Most of the drama takes place in a two-story cubicle representation of the secret annex where the Franks hid along with another couple and their son, who eventually became Anne’s love interest. In this version, “Kitty,” the imaginary confidant whom Anne writes to in her diary, becomes a fairy-godmother-type character who chats and sings as Anne recounts her girlish thoughts or complains about her parents, as any teen would.

The characters chafe at their confinement and despair for their survival. A neighbor occasionally brings them food. Every so often Nazi soldiers in jackboots march noisily across the stage to remind the audience of the historical context. One soldier guides a large German shepherd tethered by a leather leash for added menace.

The songs, primarily by Jose Luis Tierno, hit and miss. Especially memorable is Anne’s belting-out of a piece called “Radio Querida” (“Dear Radio”), which speaks of the lifeline that an old radio is for the trapped families:

Dear radio, voice of hope.

Today your sound makes me tremble.

Your voice alone shortens the distance

Of the dream of being free that you cause to be reborn.

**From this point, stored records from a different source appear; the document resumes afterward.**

//! Signal-processing core: the tabulated/analytic MTF model used to size
//! and build deconvolution kernels, and the tiled FFT deconvolution
//! engine itself (Wiener sharpening, Richardson-Lucy, plain blur).

mod deconv;
mod error;
mod mtf;

pub use deconv::{Deconvolution, DeconvolutionMode};
pub use error::DspError;
pub use mtf::{Mtf, MtfModel};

I always say what I feel; this is the custom I want to maintain.

I am tired of being enclosed,

I would like to be a sea gull, to fly away and not return. . . .

And to feel I will never die.

The role of Anne is played by a Cuban-born girl from Miami, Isabella Castillo, soon to be 14. Her voice is powerful and passionate. Castillo won the part over 150 girls who auditioned, that group having been culled from a much larger one of hundreds drawn by an Internet search.

The first half of the play, under the direction of Daniel Garcia Chavez, takes a long time to establish the stifling claustrophobia of the families’ confinement. The second act picks up the pace and ratchets up the intensity through the discovery and deportation of the Franks.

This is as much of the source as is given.